▶ [WORK ORDER]:
Count how many lines of the material contain the string "Unchanged", then give that number and nothing more.
==================================================
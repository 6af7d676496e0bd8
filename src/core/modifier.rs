use std::path::PathBuf;
use tracing::info;

use super::builder::{BuildSummary, ImageBuilder};
use crate::config::{BuildConfig, SourceSelection};
use crate::error::{Error, ImageError, Result};
use crate::iso::{ImageBackend, Xorriso};
use crate::utils::{self, fs::ensure_parent_dir};

/// How a run ended.
#[derive(Debug, Clone, PartialEq, Eq)]
pub enum Outcome {
    /// Nothing to customize; the source image was only acquired.
    Unchanged { source: PathBuf },
    /// A customized image was written (or planned, in a dry run).
    Written {
        source: PathBuf,
        output: PathBuf,
        summary: BuildSummary,
    },
}

/// Drives one customization run: acquire the source image, open it, apply
/// the import tree and bootloader config, write the result.
pub struct IsoModifier<B: ImageBackend> {
    backend: B,
}

impl IsoModifier<Xorriso> {
    pub fn from_config(config: &BuildConfig) -> Self {
        Self::new(Xorriso::new(&config.xorriso).dry_run(config.dry_run))
    }
}

impl<B: ImageBackend> IsoModifier<B> {
    pub fn new(backend: B) -> Self {
        Self { backend }
    }

    pub fn modify_iso(&self, config: &BuildConfig) -> Result<Outcome> {
        let source = acquire_source(config)?;

        if !config.has_customizations() {
            info!("No customizations provided. Exiting without making changes.");
            return Ok(Outcome::Unchanged { source });
        }

        info!("Generating custom ISO...");
        let image = self
            .backend
            .open(&source)
            .map_err(|e| Error::SourceAcquisition(Box::new(e)))?;

        let mut builder = ImageBuilder::new(&config.output);
        if let Some(dir) = &config.import_dir {
            builder.set_import_dir(dir);
        }
        if let Some(file) = &config.boot_config {
            builder.set_boot_config(file);
        }

        if !config.dry_run {
            ensure_parent_dir(&config.output).map_err(|e| {
                Error::Serialization(ImageError::Serialize {
                    path: config.output.clone(),
                    reason: e.to_string(),
                })
            })?;
        }

        let summary = builder.build(image)?;
        info!(
            "Done. Added {} directories and {} files{}",
            summary.directories,
            summary.files,
            if summary.boot_config_replaced {
                ", replaced the GRUB menu"
            } else {
                ""
            }
        );

        Ok(Outcome::Written {
            source,
            output: config.output.clone(),
            summary,
        })
    }
}

/// Local images must exist; release images are downloaded unless already
/// present in the download directory.
pub fn acquire_source(config: &BuildConfig) -> Result<PathBuf> {
    let path = match &config.source {
        SourceSelection::Local(path) => utils::check_local_iso(path)?,
        SourceSelection::Release(release) => utils::download_iso(release, &config.download_dir)?,
    };
    Ok(path)
}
==================================================
▶ [REPLY TO THE EXERCISE]:
2